Só o Rio Grande do Sul exportou US$ 232,7 milhões no semestre
Reação do setor
A Abicalçados já solicitou ao governo federal uma série de ações emergenciais para proteger a indústria calçadista nacional diante dos impactos do tarifaço norte-americano. Entre as medidas pleiteadas estão a criação de linhas de crédito para cobrir os Adiantamentos sobre Contrato de Câmbio (ACC), a ampliação do programa Reintegra para exportadores, a liberação imediata dos créditos acumulados de ICMS e a reedição do Benefício Emergencial de Preservação do Emprego e da Renda (BEm), adotado durante a pandemia de Covid-19 como forma de evitar demissões em massa.
A entidade também manifesta preocupação com a participação brasileira em feiras internacionais previstas para agosto nos Estados Unidos, já que as novas tarifas tornam os produtos nacionais menos atrativos para compradores estrangeiros.
“Sem uma resposta rápida do governo, corremos o risco de perder não só empregos, mas também a relevância do Brasil como fornecedor de calçados no cenário global”, enfatiza Haroldo Ferreira.
Importações em alta preocupam
Outro ponto de alerta é o crescimento das importações de calçados, que somaram 22,36 milhões de pares e US$ 271,84 milhões no primeiro semestre, altas de 19,4% em volume e 21,3% em receita. Os principais países de origem foram China (7,6 milhões de pares), Vietnã (6,5 milhões) e Indonésia (4,3 milhões).
O aumento das importações e a perda de competitividade nas exportações acendem um sinal vermelho para a balança comercial do setor. A entrada de produtos asiáticos no mercado interno, somada ao redirecionamento da produção brasileira que antes era exportada, pode gerar um ambiente de saturação, com queda de preços e margens reduzidas para as empresas nacionais.

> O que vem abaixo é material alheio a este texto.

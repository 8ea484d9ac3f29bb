//! Fake podman service for integration tests.
//!
//! Serves the subset of the libpod API that pulpod uses over a unix socket in
//! a temporary directory, with podman's status codes and error bodies.

#![allow(dead_code)]

use hyper::service::{make_service_fn, service_fn};
use hyper::{Body, Request, Response, Server, StatusCode};
use hyperlocal::UnixServerExt;
use serde_json::{json, Value};
use std::collections::{BTreeMap, HashMap, HashSet};
use std::convert::Infallible;
use std::path::PathBuf;
use std::sync::{Arc, Mutex};
use tempfile::TempDir;
use tokio::task::JoinHandle;

const PREFIX: &str = "/v4.0.0/libpod";

/// Container as the fake daemon tracks it.
#[derive(Debug, Clone)]
pub struct FakeContainer {
    pub id: String,
    pub name: String,
    pub image: String,
    pub labels: BTreeMap<String, String>,
    pub command: Vec<String>,
    pub status: String,
}

#[derive(Debug, Default)]
struct State {
    containers: Vec<FakeContainer>,
    local_images: HashSet<String>,
    registry: HashSet<String>,
    requests: Vec<String>,
    next_id: u64,
    unhealthy: bool,
    stalled: bool,
}

impl State {
    fn next_id(&mut self) -> String {
        self.next_id += 1;
        format!("{:064x}", self.next_id)
    }

    fn find(&self, key: &str) -> Option<usize> {
        self.containers
            .iter()
            .position(|c| c.id == key || c.name == key)
    }
}

/// A running fake podman service.
pub struct FakeLibpod {
    _dir: TempDir,
    socket: PathBuf,
    state: Arc<Mutex<State>>,
    server: JoinHandle<()>,
}

impl FakeLibpod {
    /// Bind the socket and start serving. Must be called inside a tokio runtime.
    pub fn start() -> Self {
        let dir = tempfile::tempdir().expect("create temp dir");
        let socket = dir.path().join("podman.sock");
        let state = Arc::new(Mutex::new(State::default()));

        let shared = state.clone();
        let make_service = make_service_fn(move |_| {
            let state = shared.clone();
            async move {
                Ok::<_, Infallible>(service_fn(move |req| handle(state.clone(), req)))
            }
        });

        let server = Server::bind_unix(&socket)
            .expect("bind fake podman socket")
            .serve(make_service);
        let server = tokio::spawn(async move {
            let _ = server.await;
        });

        Self {
            _dir: dir,
            socket,
            state,
            server,
        }
    }

    /// `unix://` URI of the service socket.
    pub fn socket_uri(&self) -> String {
        format!("unix://{}", self.socket.display())
    }

    /// Make an image pullable.
    pub fn add_registry_image(&self, image: &str) {
        self.state.lock().unwrap().registry.insert(image.to_string());
    }

    /// Put an image straight into the local store.
    pub fn add_local_image(&self, image: &str) {
        self.state
            .lock()
            .unwrap()
            .local_images
            .insert(image.to_string());
    }

    /// Add a container created by some other tool (no ownership label).
    pub fn add_foreign_container(&self, name: &str, image: &str) -> String {
        let mut state = self.state.lock().unwrap();
        let id = state.next_id();
        state.containers.push(FakeContainer {
            id: id.clone(),
            name: name.to_string(),
            image: image.to_string(),
            labels: BTreeMap::from([("app".to_string(), "other".to_string())]),
            command: vec!["/bin/sh".to_string()],
            status: "running".to_string(),
        });
        id
    }

    /// Snapshot of a container by id or name.
    pub fn container(&self, key: &str) -> Option<FakeContainer> {
        let state = self.state.lock().unwrap();
        state.find(key).map(|i| state.containers[i].clone())
    }

    /// Whether the image is in the local store.
    pub fn has_local_image(&self, image: &str) -> bool {
        self.state.lock().unwrap().local_images.contains(image)
    }

    /// Answer the `/_ping` handshake with a 500 from now on.
    pub fn set_unhealthy(&self) {
        self.state.lock().unwrap().unhealthy = true;
    }

    /// Stop answering API requests; the `/_ping` handshake still succeeds.
    pub fn set_stalled(&self) {
        self.state.lock().unwrap().stalled = true;
    }

    /// `METHOD path` of every request received so far.
    pub fn requests(&self) -> Vec<String> {
        self.state.lock().unwrap().requests.clone()
    }
}

impl Drop for FakeLibpod {
    fn drop(&mut self) {
        self.server.abort();
    }
}

async fn handle(state: Arc<Mutex<State>>, req: Request<Body>) -> Result<Response<Body>, Infallible> {
    let method = req.method().as_str().to_string();
    let path = req.uri().path().to_string();
    let query = parse_query(req.uri().query().unwrap_or(""));
    let body = hyper::body::to_bytes(req.into_body())
        .await
        .unwrap_or_default();

    let response = {
        let mut state = state.lock().unwrap();
        state.requests.push(format!("{method} {path}"));
        if state.stalled && path != "/_ping" {
            None
        } else {
            Some(route(&mut state, &method, &path, &query, &body))
        }
    };

    match response {
        Some(response) => Ok(response),
        None => std::future::pending().await,
    }
}

fn route(
    state: &mut State,
    method: &str,
    path: &str,
    query: &HashMap<String, String>,
    body: &[u8],
) -> Response<Body> {
    if path == "/_ping" {
        if state.unhealthy {
            return error(StatusCode::INTERNAL_SERVER_ERROR, "internal error", "storage is wedged");
        }
        return Response::new(Body::from("OK"));
    }

    let Some(rest) = path.strip_prefix(PREFIX) else {
        return error(StatusCode::NOT_FOUND, "not found", "page not found");
    };
    let segments: Vec<&str> = rest.trim_start_matches('/').split('/').collect();

    match (method, segments.as_slice()) {
        ("GET", ["version"]) => reply(
            StatusCode::OK,
            json!({ "Version": "5.0.0-fake", "ApiVersion": "1.41" }),
        ),
        ("POST", ["containers", "create"]) => create(state, body),
        ("GET", ["containers", "json"]) => list(state, query),
        ("POST", ["containers", id, "start"]) => start(state, id),
        ("POST", ["containers", id, "stop"]) => stop(state, id),
        ("GET", ["containers", id, "json"]) => inspect(state, id),
        ("DELETE", ["containers", id]) => remove(state, id),
        ("POST", ["images", "pull"]) => pull(state, query),
        ("GET", ["images", name @ .., "exists"]) => {
            if state.local_images.contains(&name.join("/")) {
                empty(StatusCode::NO_CONTENT)
            } else {
                error(StatusCode::NOT_FOUND, "image not known", "failed to find image")
            }
        }
        _ => error(StatusCode::NOT_FOUND, "not found", "page not found"),
    }
}

fn create(state: &mut State, body: &[u8]) -> Response<Body> {
    let spec: Value = match serde_json::from_slice(body) {
        Ok(spec) => spec,
        Err(e) => return error(StatusCode::BAD_REQUEST, "bad parameter", &e.to_string()),
    };
    let image = spec["image"].as_str().unwrap_or_default().to_string();
    let name = spec["name"].as_str().unwrap_or_default().to_string();

    if !state.local_images.contains(&image) {
        return error(
            StatusCode::NOT_FOUND,
            "image not known",
            &format!("{image}: image not known"),
        );
    }
    if state.containers.iter().any(|c| c.name == name) {
        return error(
            StatusCode::CONFLICT,
            "that name is already in use",
            &format!("creating container storage: the container name {name:?} is already in use"),
        );
    }

    let labels: BTreeMap<String, String> =
        serde_json::from_value(spec["labels"].clone()).unwrap_or_default();
    let command: Vec<String> = serde_json::from_value(spec["command"].clone()).unwrap_or_default();

    let id = state.next_id();
    state.containers.push(FakeContainer {
        id: id.clone(),
        name,
        image,
        labels,
        command,
        status: "created".to_string(),
    });
    reply(StatusCode::CREATED, json!({ "Id": id, "Warnings": [] }))
}

fn start(state: &mut State, key: &str) -> Response<Body> {
    let Some(i) = state.find(key) else {
        return no_such_container(key);
    };
    let container = &mut state.containers[i];
    if container.status == "running" {
        return empty(StatusCode::NOT_MODIFIED);
    }
    container.status = "running".to_string();
    empty(StatusCode::NO_CONTENT)
}

fn stop(state: &mut State, key: &str) -> Response<Body> {
    let Some(i) = state.find(key) else {
        return no_such_container(key);
    };
    let container = &mut state.containers[i];
    match container.status.as_str() {
        "running" => {
            container.status = "exited".to_string();
            empty(StatusCode::NO_CONTENT)
        }
        "exited" | "stopped" => empty(StatusCode::NOT_MODIFIED),
        other => error(
            StatusCode::INTERNAL_SERVER_ERROR,
            "container state improper",
            &format!("can only stop running containers: {} is in state {other}", container.id),
        ),
    }
}

fn remove(state: &mut State, key: &str) -> Response<Body> {
    let Some(i) = state.find(key) else {
        return no_such_container(key);
    };
    let removed = state.containers.remove(i);
    reply(
        StatusCode::OK,
        json!([{ "Id": removed.id, "Err": null, "RawInput": key }]),
    )
}

fn inspect(state: &mut State, key: &str) -> Response<Body> {
    let Some(i) = state.find(key) else {
        return no_such_container(key);
    };
    let c = &state.containers[i];
    reply(
        StatusCode::OK,
        json!({
            "Id": c.id,
            "Name": c.name,
            "ImageName": c.image,
            "Created": "2024-05-01T10:00:00.000000001Z",
            "State": { "Status": c.status, "Running": c.status == "running" },
            "Config": { "Labels": c.labels, "Cmd": c.command },
        }),
    )
}

fn list(state: &mut State, query: &HashMap<String, String>) -> Response<Body> {
    let all = query.get("all").map(|v| v == "true").unwrap_or(false);
    let labels: Vec<String> = query
        .get("filters")
        .and_then(|f| serde_json::from_str::<HashMap<String, Vec<String>>>(f).ok())
        .and_then(|mut f| f.remove("label"))
        .unwrap_or_default();

    let entries: Vec<Value> = state
        .containers
        .iter()
        .filter(|c| all || c.status == "running")
        .filter(|c| {
            labels.iter().all(|filter| match filter.split_once('=') {
                Some((k, v)) => c.labels.get(k).map(String::as_str) == Some(v),
                None => c.labels.contains_key(filter.as_str()),
            })
        })
        .map(|c| {
            json!({
                "Id": c.id,
                "Names": [c.name],
                "Image": c.image,
                "Labels": c.labels,
                "State": c.status,
            })
        })
        .collect();
    reply(StatusCode::OK, Value::Array(entries))
}

fn pull(state: &mut State, query: &HashMap<String, String>) -> Response<Body> {
    let reference = query.get("reference").cloned().unwrap_or_default();
    let stream = if state.registry.contains(&reference) {
        state.local_images.insert(reference.clone());
        let image_id = format!("{:064x}", reference.len());
        format!("{}\n", json!({ "images": [image_id], "id": image_id }))
    } else {
        format!(
            "{}\n",
            json!({
                "error": format!(
                    "initializing source docker://{reference}: reading manifest latest in {reference}: manifest unknown"
                )
            })
        )
    };
    Response::new(Body::from(stream))
}

fn no_such_container(key: &str) -> Response<Body> {
    error(
        StatusCode::NOT_FOUND,
        "no such container",
        &format!("no container with name or ID {key:?} found: no such container"),
    )
}

fn reply(status: StatusCode, body: Value) -> Response<Body> {
    let mut response = Response::new(Body::from(body.to_string()));
    *response.status_mut() = status;
    response
}

fn empty(status: StatusCode) -> Response<Body> {
    let mut response = Response::new(Body::empty());
    *response.status_mut() = status;
    response
}

fn error(status: StatusCode, cause: &str, message: &str) -> Response<Body> {
    reply(
        status,
        json!({ "cause": cause, "message": message, "response": status.as_u16() }),
    )
}

fn parse_query(query: &str) -> HashMap<String, String> {
    query
        .split('&')
        .filter(|pair| !pair.is_empty())
        .map(|pair| {
            let (k, v) = pair.split_once('=').unwrap_or((pair, ""));
            let v = urlencoding::decode(v)
                .map(|v| v.into_owned())
                .unwrap_or_else(|_| v.to_string());
            (k.to_string(), v)
        })
        .collect()
}
//! Domain types shared by every container backend.

use chrono::{DateTime, Utc};
use serde::{Deserialize, Serialize};
use std::collections::BTreeMap;
use std::fmt;

/// Label key attached to every container created by pulpod.
pub const OWNERSHIP_LABEL_KEY: &str = "pulpodControlled";

/// Value of the ownership label.
pub const OWNERSHIP_LABEL_VALUE: &str = "true";

/// Command every managed container runs, keeping it alive as an idle placeholder.
pub const IDLE_COMMAND: [&str; 2] = ["sleep", "infinity"];

/// Daemon-assigned container identifier.
///
/// Opaque to pulpod: it is whatever the backend returned from a create call.
#[derive(Debug, Clone, PartialEq, Eq, Hash, Serialize, Deserialize)]
#[serde(transparent)]
pub struct ContainerId(String);

impl ContainerId {
    /// Create a container ID from a string.
    pub fn from_string(id: String) -> Self {
        Self(id)
    }

    /// Get the inner string representation.
    pub fn as_str(&self) -> &str {
        &self.0
    }
}

impl fmt::Display for ContainerId {
    fn fmt(&self, f: &mut fmt::Formatter<'_>) -> fmt::Result {
        write!(f, "{}", self.0)
    }
}

impl AsRef<str> for ContainerId {
    fn as_ref(&self) -> &str {
        &self.0
    }
}

impl From<String> for ContainerId {
    fn from(s: String) -> Self {
        Self(s)
    }
}

impl From<&str> for ContainerId {
    fn from(s: &str) -> Self {
        Self(s.to_string())
    }
}

impl From<ContainerId> for String {
    fn from(id: ContainerId) -> String {
        id.0
    }
}

/// Creation request for a managed container.
///
/// Serializes to the field names of podman's `SpecGenerator`.
#[derive(Debug, Clone, PartialEq, Eq, Serialize)]
pub struct ContainerSpec {
    /// Image reference to run.
    pub image: String,
    /// Caller-assigned name, unique within the daemon.
    pub name: String,
    /// Labels; always contains the ownership label.
    pub labels: BTreeMap<String, String>,
    /// Entrypoint command.
    pub command: Vec<String>,
}

impl ContainerSpec {
    /// Build the spec for a pulpod-owned idle container.
    pub fn owned(image: impl Into<String>, name: impl Into<String>) -> Self {
        let mut labels = BTreeMap::new();
        labels.insert(
            OWNERSHIP_LABEL_KEY.to_string(),
            OWNERSHIP_LABEL_VALUE.to_string(),
        );

        Self {
            image: image.into(),
            name: name.into(),
            labels,
            command: IDLE_COMMAND.iter().map(|s| s.to_string()).collect(),
        }
    }
}

/// Check whether a label set marks a container as pulpod-owned.
pub fn is_owned<'a, I>(labels: I) -> bool
where
    I: IntoIterator<Item = (&'a String, &'a String)>,
{
    labels
        .into_iter()
        .any(|(k, v)| k == OWNERSHIP_LABEL_KEY && v == OWNERSHIP_LABEL_VALUE)
}

/// The `key=value` form of the ownership label used in daemon-side filters.
pub fn ownership_filter() -> String {
    format!("{}={}", OWNERSHIP_LABEL_KEY, OWNERSHIP_LABEL_VALUE)
}

/// Lifecycle state of a container as reported by the daemon.
#[derive(Debug, Clone, PartialEq, Eq)]
pub enum ContainerState {
    /// Created but never started
    Created,
    /// Running
    Running,
    /// Paused
    Paused,
    /// Exited or stopped
    Stopped,
    /// Any state pulpod does not model (e.g. "removing", "dead")
    Other(String),
}

impl ContainerState {
    /// Map a daemon status string onto a state.
    pub fn from_status(status: &str) -> Self {
        match status.to_lowercase().as_str() {
            "created" | "configured" | "initialized" => Self::Created,
            "running" => Self::Running,
            "paused" => Self::Paused,
            "exited" | "stopped" => Self::Stopped,
            other => Self::Other(other.to_string()),
        }
    }
}

impl fmt::Display for ContainerState {
    fn fmt(&self, f: &mut fmt::Formatter<'_>) -> fmt::Result {
        match self {
            ContainerState::Created => write!(f, "created"),
            ContainerState::Running => write!(f, "running"),
            ContainerState::Paused => write!(f, "paused"),
            ContainerState::Stopped => write!(f, "stopped"),
            ContainerState::Other(s) => write!(f, "{s}"),
        }
    }
}

/// Result of inspecting a container.
#[derive(Debug, Clone)]
pub struct ContainerInfo {
    /// Daemon-assigned id
    pub id: ContainerId,
    /// Container name
    pub name: String,
    /// Image the container was created from
    pub image: String,
    /// Current state
    pub state: ContainerState,
    /// Labels attached at creation
    pub labels: BTreeMap<String, String>,
    /// Creation time, when the daemon reports one
    pub created: Option<DateTime<Utc>>,
}

impl ContainerInfo {
    /// Check if the container is running.
    pub fn is_running(&self) -> bool {
        self.state == ContainerState::Running
    }

    /// Check if the container carries the ownership label.
    pub fn is_owned(&self) -> bool {
        is_owned(&self.labels)
    }
}
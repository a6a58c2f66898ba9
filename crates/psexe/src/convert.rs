//! The ELF to PS-X EXE conversion pipeline.

use std::io::{self, Write};

use psx_binparse::DecodeError;
use psx_elf::ElfFile;

use crate::error::ConvertError;
use crate::header::{EXE_HEADER_SIZE, ExeHeader};
use crate::image::{EXE_ALIGNMENT, FlatImage, flatten};

/// User-controlled values that end up in the executable.
#[derive(Debug, Clone, Default, PartialEq, Eq)]
pub struct ConvertOptions {
    /// Initial `$sp`; zero keeps the BIOS default.
    pub stack_pointer: u32,
    /// Initial `$gp`.
    pub global_pointer: u32,
    /// Region string; trimmed and validated as printable ASCII.
    pub region: String,
    /// Drop segments that are neither writable nor executable.
    pub strip_read_only: bool,
}

/// A complete PS-X EXE: header plus aligned image.
#[derive(Debug, Clone, PartialEq, Eq)]
pub struct Executable {
    /// The 2048-byte header.
    pub header: ExeHeader,
    /// The memory image, padded to [`EXE_ALIGNMENT`].
    pub image: FlatImage,
}

impl Executable {
    /// Total size of the executable in bytes.
    #[must_use]
    #[expect(
        clippy::len_without_is_empty,
        reason = "an executable always holds its header"
    )]
    pub fn len(&self) -> usize {
        EXE_HEADER_SIZE + self.image.len()
    }

    /// Serializes the header followed by the image.
    #[must_use]
    pub fn to_bytes(&self) -> Vec<u8> {
        let mut out = self.header.to_bytes();
        out.extend_from_slice(&self.image.data);
        out
    }

    /// Writes the header followed by the image to `w`.
    ///
    /// # Errors
    ///
    /// Returns any I/O error raised by `w`.
    pub fn write_to<W: Write>(&self, mut w: W) -> io::Result<()> {
        w.write_all(&self.header.to_bytes())?;
        w.write_all(&self.image.data)?;
        w.flush()
    }

    /// Reads back an executable produced by [`convert`].
    ///
    /// # Errors
    ///
    /// Returns [`DecodeError`] if the header is invalid or `data` holds
    /// fewer image bytes than the header declares.
    pub fn parse(data: &[u8]) -> Result<Self, DecodeError> {
        let header = ExeHeader::parse(data)?;
        let mut r = psx_binparse::Reader::at(data, EXE_HEADER_SIZE)?;
        let image = r.bytes(header.image_size as usize)?.to_vec();
        Ok(Self {
            image: FlatImage {
                start_address: header.load_address,
                data: image,
            },
            header,
        })
    }
}

/// Converts an ELF executable into a PS-X EXE.
///
/// Runs the whole pipeline in memory: parse the ELF, check it is a MIPS
/// executable, flatten its loadable segments, pad the image to
/// [`EXE_ALIGNMENT`] and build the header. Nothing is returned unless every
/// step succeeds.
///
/// # Errors
///
/// Returns the first [`ConvertError`] raised by any step.
pub fn convert(input: &[u8], options: &ConvertOptions) -> Result<Executable, ConvertError> {
    let elf = ElfFile::parse(input)?;
    elf.ensure_mips_executable()?;
    log::debug!(
        "parsed ELF: entry {:#010x}, {} loadable segment(s)",
        elf.entry_point(),
        elf.segments().len()
    );

    let mut image = flatten(elf.segments(), options.strip_read_only)?;
    image.align(EXE_ALIGNMENT);

    let image_size = u32::try_from(image.len()).map_err(|_| ConvertError::ImageTooLarge {
        size: image.len() as u64,
    })?;

    let header = ExeHeader::new(
        elf.entry_point(),
        options.global_pointer,
        image.start_address,
        image_size,
        options.stack_pointer,
        &options.region,
    )?;

    log::info!(
        "image: {:#010x}..{:#010x} ({} bytes), entry {:#010x}",
        image.start_address,
        image.end_address(),
        image.len(),
        header.entry_point
    );

    Ok(Executable { header, image })
}
//! Minimal ELF32 parser for PlayStation 1 executables.
//!
//! Parses 32-bit little-endian ELF headers and extracts `PT_LOAD` segments
//! as owned, zero-filled buffers. Section headers, symbols, relocations and
//! dynamic linking information are never read.
//!
//! # Usage
//!
//! ```
//! use psx_elf::ElfFile;
//!
//! fn load_elf(data: &[u8]) {
//!     let elf = ElfFile::parse(data).expect("valid ELF");
//!     elf.ensure_mips_executable().expect("MIPS executable");
//!     for seg in elf.segments() {
//!         // Place seg.data at seg.address
//!     }
//! }
//! ```

#![cfg_attr(not(test), no_std)]
#![forbid(unsafe_code)]

extern crate alloc;

pub mod header;
pub mod segment;

pub use header::{
    ELF_MAGIC, ELF32_EHDR_SIZE, ELF32_PHDR_SIZE, Elf32Header, Elf32ProgramHeader, ElfError,
    ElfType, Machine, SegmentType,
};
pub use segment::{ElfFile, Segment, SegmentFlags};
//! ELF32 loadable segment extraction.
//!
//! Provides [`ElfFile`] as the main entry point for parsing an ELF32 binary,
//! and [`Segment`] for the owned contents of each `PT_LOAD` entry.

use alloc::vec::Vec;

use crate::header::{
    ELF32_PHDR_SIZE, Elf32Header, Elf32ProgramHeader, ElfError, ElfType, Machine, SegmentType,
};

bitflags::bitflags! {
    /// Segment permission flags (`p_flags`).
    #[derive(Debug, Clone, Copy, PartialEq, Eq, Hash)]
    pub struct SegmentFlags: u32 {
        /// Segment is executable (`PF_X`).
        const EXECUTE = 1 << 0;
        /// Segment is writable (`PF_W`).
        const WRITE   = 1 << 1;
        /// Segment is readable (`PF_R`).
        const READ    = 1 << 2;
    }
}

impl SegmentFlags {
    /// Returns `true` if the segment is neither writable nor executable.
    #[must_use]
    pub fn is_read_only(self) -> bool {
        !self.intersects(Self::WRITE | Self::EXECUTE)
    }
}

/// A loadable segment extracted from an ELF32 file.
#[derive(Debug, Clone, PartialEq, Eq)]
pub struct Segment {
    /// Virtual address where this segment is loaded.
    pub address: u32,
    /// In-memory contents; exactly `p_memsz` bytes long.
    pub data: Vec<u8>,
    /// Segment permission flags.
    pub flags: SegmentFlags,
}

impl Segment {
    /// Address one past the last byte of the segment, in 64-bit arithmetic
    /// so segments ending at the top of the address space do not wrap.
    #[must_use]
    pub fn end_address(&self) -> u64 {
        u64::from(self.address) + self.data.len() as u64
    }

    /// Returns `true` if the segment is neither writable nor executable.
    #[must_use]
    pub fn is_read_only(&self) -> bool {
        self.flags.is_read_only()
    }
}

/// A parsed ELF32 file: the validated header and its loadable segments in
/// program header table order.
#[derive(Debug, Clone)]
pub struct ElfFile {
    header: Elf32Header,
    segments: Vec<Segment>,
}

impl ElfFile {
    /// Parse an ELF32 file from raw bytes.
    ///
    /// Validates the header (see [`Elf32Header::parse`]), then walks the
    /// program header table in order, skipping every entry that is not
    /// `PT_LOAD`. Each loadable segment is copied out of `data` and resized
    /// to its in-memory size: zero-padded when the file holds fewer bytes
    /// (a `.bss`-like tail, or file data cut short by the end of `data`),
    /// truncated when the file holds more.
    ///
    /// # Errors
    ///
    /// Returns [`ElfError`] if the header is invalid or the data is too
    /// short. No segment is extracted unless the whole header validates.
    pub fn parse(data: &[u8]) -> Result<Self, ElfError> {
        let header = Elf32Header::parse(data)?;
        let phoff = header.e_phoff as usize;

        let mut segments = Vec::new();
        for i in 0..usize::from(header.e_phnum) {
            let phdr: Elf32ProgramHeader =
                psx_binparse::decode(data, phoff + i * ELF32_PHDR_SIZE)
                    .map_err(|_| ElfError::Truncated)?;
            if phdr.p_type != SegmentType::Load {
                continue;
            }

            let start = (phdr.p_offset as usize).min(data.len());
            let end = start.saturating_add(phdr.p_filesz as usize).min(data.len());

            let mut contents = data[start..end].to_vec();
            contents.resize(phdr.p_memsz as usize, 0);

            segments.push(Segment {
                address: phdr.p_vaddr,
                data: contents,
                flags: phdr.p_flags,
            });
        }

        Ok(Self { header, segments })
    }

    /// Returns the virtual address of the entry point.
    #[must_use]
    pub fn entry_point(&self) -> u32 {
        self.header.e_entry
    }

    /// Returns the parsed ELF32 file header.
    #[must_use]
    pub fn header(&self) -> &Elf32Header {
        &self.header
    }

    /// Returns the object file type.
    #[must_use]
    pub fn elf_type(&self) -> ElfType {
        self.header.e_type
    }

    /// Returns the target architecture.
    #[must_use]
    pub fn machine(&self) -> Machine {
        self.header.e_machine
    }

    /// Returns the loadable segments in program header table order.
    #[must_use]
    pub fn segments(&self) -> &[Segment] {
        &self.segments
    }

    /// Consumes the file and returns its loadable segments.
    #[must_use]
    pub fn into_segments(self) -> Vec<Segment> {
        self.segments
    }

    /// Checks that the file is an `ET_EXEC` image for `EM_MIPS`.
    ///
    /// # Errors
    ///
    /// Returns [`ElfError::UnsupportedType`] or
    /// [`ElfError::UnsupportedMachine`].
    pub fn ensure_mips_executable(&self) -> Result<(), ElfError> {
        if self.header.e_type != ElfType::Executable {
            return Err(ElfError::UnsupportedType(self.header.e_type));
        }
        if self.header.e_machine != Machine::Mips {
            return Err(ElfError::UnsupportedMachine(self.header.e_machine));
        }
        Ok(())
    }
}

Cenário exige articulação urgente
O impacto do tarifaço vai além da economia setorial. A ameaça à geração de empregos, ao equilíbrio regional e à cadeia produtiva exige ação coordenada entre os governos federal e estaduais. Para os empresários, é urgente garantir mecanismos de compensação e estímulo à competitividade, antes que os danos se tornem irreversíveis.
A indústria calçadista brasileira, reconhecida internacionalmente pela qualidade e design, vive um momento de incerteza. O que era um semestre promissor, com aumento nas exportações, pode se transformar em retração, se não houver medidas rápidas e efetivas para enfrentar os efeitos da nova política tarifária dos Estados Unidos.